*** Opening of Material shown ***

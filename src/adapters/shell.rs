//! `shell` program handler: renders a POSIX env/alias file for sourcing.
use std::fmt::Write as _;
use std::path::{Path, PathBuf};

use anyhow::Result;

use super::managed::{self, HEADER, ManagedFile};
use super::{ProgramDiff, ProgramHandler};
use crate::logging::SIMULATED_TARGET;
use crate::mode::ExecutionMode;
use crate::state::ProgramOptions;

const DEFAULT_PATH: &str = "~/.config/dotfiles/shell/env.sh";

/// Writes `export` and `alias` lines from the `env` and `aliases` tables.
#[derive(Debug, Clone)]
pub struct ShellHandler {
    home: PathBuf,
    mode: ExecutionMode,
}

impl ShellHandler {
    /// Handler writing under `home` according to `mode`.
    #[must_use]
    pub fn new(home: &Path, mode: ExecutionMode) -> Self {
        Self {
            home: home.to_path_buf(),
            mode,
        }
    }

    fn file(&self, options: &ProgramOptions) -> Result<ManagedFile> {
        ManagedFile::resolve(options, DEFAULT_PATH, &self.home, &self.mode)
    }
}

fn render(options: &ProgramOptions) -> Result<String> {
    let mut out = format!("{HEADER}\n");
    for (name, value) in managed::table_option(options, "env")? {
        anyhow::ensure!(is_identifier(&name), "invalid environment variable name '{name}'");
        writeln!(out, "export {name}={}", single_quote(&value)).unwrap_or(());
    }
    for (name, command) in managed::table_option(options, "aliases")? {
        anyhow::ensure!(
            !name.is_empty()
                && name
                    .chars()
                    .all(|c| c.is_ascii_alphanumeric() || matches!(c, '_' | '-' | '.')),
            "invalid alias name '{name}'"
        );
        writeln!(out, "alias {name}={}", single_quote(&command)).unwrap_or(());
    }
    Ok(out)
}

fn is_identifier(name: &str) -> bool {
    let mut chars = name.chars();
    chars
        .next()
        .is_some_and(|c| c.is_ascii_alphabetic() || c == '_')
        && chars.all(|c| c.is_ascii_alphanumeric() || c == '_')
}

/// POSIX single-quoting: `'` becomes `'\''`.
fn single_quote(value: &str) -> String {
    format!("'{}'", value.replace('\'', r"'\''"))
}

impl ProgramHandler for ShellHandler {
    fn name(&self) -> &'static str {
        "shell"
    }

    fn configure(&self, options: &ProgramOptions) -> Result<()> {
        let file = self.file(options)?;
        let rendered = render(options)?;
        if self.mode.is_simulated() {
            tracing::info!(target: SIMULATED_TARGET, "write shell env {}", file.path().display());
        }
        file.write(&rendered)
    }

    fn diff_configuration(&self, options: &ProgramOptions) -> Result<ProgramDiff> {
        self.file(options)?.diff(&render(options)?)
    }
}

*** Close of Material shown ***

**What you have to do**. Show every line of the entries above where the word "rendered" occurs.

**Answer box**.
        let rendered = render(options)?;
        file.write(&rendered)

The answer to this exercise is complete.